# Instructions for the task:
Of the entries that follow, how many lines hold the word "PollOutcome"? Reply with the number only.
--- Listed entries ---
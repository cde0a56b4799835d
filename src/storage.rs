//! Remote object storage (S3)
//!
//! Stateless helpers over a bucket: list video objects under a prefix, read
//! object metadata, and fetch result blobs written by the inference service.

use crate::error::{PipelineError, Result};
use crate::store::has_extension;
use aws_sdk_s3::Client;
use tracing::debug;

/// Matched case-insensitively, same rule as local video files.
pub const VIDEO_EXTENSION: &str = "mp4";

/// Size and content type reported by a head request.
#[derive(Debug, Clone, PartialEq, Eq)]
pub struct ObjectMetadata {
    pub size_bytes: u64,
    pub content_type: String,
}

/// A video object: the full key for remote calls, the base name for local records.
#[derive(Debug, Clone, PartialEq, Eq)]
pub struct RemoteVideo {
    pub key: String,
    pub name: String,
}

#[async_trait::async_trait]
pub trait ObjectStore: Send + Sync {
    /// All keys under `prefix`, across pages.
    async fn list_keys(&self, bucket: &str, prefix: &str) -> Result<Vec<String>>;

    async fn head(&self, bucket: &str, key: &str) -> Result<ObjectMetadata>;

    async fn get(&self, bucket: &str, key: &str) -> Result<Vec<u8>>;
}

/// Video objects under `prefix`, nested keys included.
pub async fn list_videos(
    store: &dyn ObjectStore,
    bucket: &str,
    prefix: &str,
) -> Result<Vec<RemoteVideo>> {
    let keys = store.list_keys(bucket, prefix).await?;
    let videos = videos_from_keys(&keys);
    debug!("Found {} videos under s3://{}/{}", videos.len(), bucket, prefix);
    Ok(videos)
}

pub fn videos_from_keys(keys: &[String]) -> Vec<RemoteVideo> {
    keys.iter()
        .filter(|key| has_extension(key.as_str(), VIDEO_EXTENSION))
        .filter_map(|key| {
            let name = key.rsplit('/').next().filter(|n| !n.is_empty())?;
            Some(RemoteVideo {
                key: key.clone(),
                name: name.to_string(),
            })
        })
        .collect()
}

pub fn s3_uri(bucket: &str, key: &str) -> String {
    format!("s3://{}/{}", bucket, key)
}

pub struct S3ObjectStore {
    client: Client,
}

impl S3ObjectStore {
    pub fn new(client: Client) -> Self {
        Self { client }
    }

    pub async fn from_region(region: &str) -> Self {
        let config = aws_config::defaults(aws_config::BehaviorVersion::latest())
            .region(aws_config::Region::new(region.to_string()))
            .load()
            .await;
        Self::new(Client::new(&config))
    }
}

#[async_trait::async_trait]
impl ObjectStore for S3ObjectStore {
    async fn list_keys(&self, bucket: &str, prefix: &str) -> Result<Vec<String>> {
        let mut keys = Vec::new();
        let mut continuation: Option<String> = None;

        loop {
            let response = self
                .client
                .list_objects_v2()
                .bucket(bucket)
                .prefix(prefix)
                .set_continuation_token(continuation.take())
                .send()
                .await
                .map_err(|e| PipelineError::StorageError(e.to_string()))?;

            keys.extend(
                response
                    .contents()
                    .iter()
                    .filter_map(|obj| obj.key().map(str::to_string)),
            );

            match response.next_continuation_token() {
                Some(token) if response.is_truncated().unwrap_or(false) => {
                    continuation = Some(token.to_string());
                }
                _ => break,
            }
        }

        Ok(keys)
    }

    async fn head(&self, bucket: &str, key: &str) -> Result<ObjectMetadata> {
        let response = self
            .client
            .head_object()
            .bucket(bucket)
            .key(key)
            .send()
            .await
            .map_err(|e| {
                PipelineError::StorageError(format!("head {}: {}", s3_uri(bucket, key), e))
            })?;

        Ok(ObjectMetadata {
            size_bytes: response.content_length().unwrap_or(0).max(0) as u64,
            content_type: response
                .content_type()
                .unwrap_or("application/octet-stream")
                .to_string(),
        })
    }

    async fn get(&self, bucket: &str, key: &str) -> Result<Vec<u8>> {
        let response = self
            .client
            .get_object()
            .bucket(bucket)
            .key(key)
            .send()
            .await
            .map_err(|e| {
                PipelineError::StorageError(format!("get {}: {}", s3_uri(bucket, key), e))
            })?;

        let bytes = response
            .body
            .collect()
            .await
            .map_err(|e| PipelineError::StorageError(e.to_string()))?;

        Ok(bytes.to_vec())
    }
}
---
--- Listed entries ---
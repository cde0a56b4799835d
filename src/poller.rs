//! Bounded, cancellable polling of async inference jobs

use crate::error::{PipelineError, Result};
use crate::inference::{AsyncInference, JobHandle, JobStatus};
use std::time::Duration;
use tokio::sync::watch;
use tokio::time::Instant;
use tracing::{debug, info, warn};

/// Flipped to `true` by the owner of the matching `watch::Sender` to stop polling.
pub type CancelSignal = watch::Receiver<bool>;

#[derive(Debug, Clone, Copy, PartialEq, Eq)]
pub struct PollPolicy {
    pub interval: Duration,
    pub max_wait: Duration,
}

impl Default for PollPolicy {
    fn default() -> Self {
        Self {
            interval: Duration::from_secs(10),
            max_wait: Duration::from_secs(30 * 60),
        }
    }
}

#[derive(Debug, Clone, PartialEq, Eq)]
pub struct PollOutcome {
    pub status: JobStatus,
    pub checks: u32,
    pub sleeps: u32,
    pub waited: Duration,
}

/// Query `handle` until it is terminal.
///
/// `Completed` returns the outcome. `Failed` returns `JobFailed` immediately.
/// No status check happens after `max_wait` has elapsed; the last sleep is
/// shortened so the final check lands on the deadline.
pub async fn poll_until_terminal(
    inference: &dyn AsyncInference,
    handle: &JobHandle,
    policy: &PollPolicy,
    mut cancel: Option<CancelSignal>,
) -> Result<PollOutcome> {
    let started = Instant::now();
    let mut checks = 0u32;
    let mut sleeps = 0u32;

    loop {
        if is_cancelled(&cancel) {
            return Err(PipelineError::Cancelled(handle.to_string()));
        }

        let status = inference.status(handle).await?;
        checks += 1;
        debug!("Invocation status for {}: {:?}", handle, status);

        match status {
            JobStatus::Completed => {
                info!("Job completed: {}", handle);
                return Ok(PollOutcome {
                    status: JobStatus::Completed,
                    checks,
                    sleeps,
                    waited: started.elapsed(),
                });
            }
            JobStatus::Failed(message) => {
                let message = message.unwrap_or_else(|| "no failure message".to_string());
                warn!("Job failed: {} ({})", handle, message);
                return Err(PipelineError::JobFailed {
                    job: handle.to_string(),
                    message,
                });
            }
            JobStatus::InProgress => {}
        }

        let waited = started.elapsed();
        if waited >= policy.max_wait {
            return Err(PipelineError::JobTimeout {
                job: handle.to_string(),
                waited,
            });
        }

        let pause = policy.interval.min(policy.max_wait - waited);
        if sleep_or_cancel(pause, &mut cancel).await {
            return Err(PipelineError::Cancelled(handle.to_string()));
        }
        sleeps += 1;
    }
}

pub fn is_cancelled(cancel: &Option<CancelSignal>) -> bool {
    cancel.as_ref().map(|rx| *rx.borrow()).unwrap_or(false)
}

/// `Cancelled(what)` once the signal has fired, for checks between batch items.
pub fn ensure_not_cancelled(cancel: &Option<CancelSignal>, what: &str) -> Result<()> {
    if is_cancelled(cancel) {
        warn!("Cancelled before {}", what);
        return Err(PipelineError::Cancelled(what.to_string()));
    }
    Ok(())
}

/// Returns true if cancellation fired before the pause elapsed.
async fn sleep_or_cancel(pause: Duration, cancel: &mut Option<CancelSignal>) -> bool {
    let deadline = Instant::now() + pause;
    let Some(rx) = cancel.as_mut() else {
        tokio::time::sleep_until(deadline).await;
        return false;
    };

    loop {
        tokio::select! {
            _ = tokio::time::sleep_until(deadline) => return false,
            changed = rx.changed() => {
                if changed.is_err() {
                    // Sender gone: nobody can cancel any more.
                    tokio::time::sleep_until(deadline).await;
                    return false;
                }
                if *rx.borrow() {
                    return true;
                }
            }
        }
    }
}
---
# Solution to this problem:
3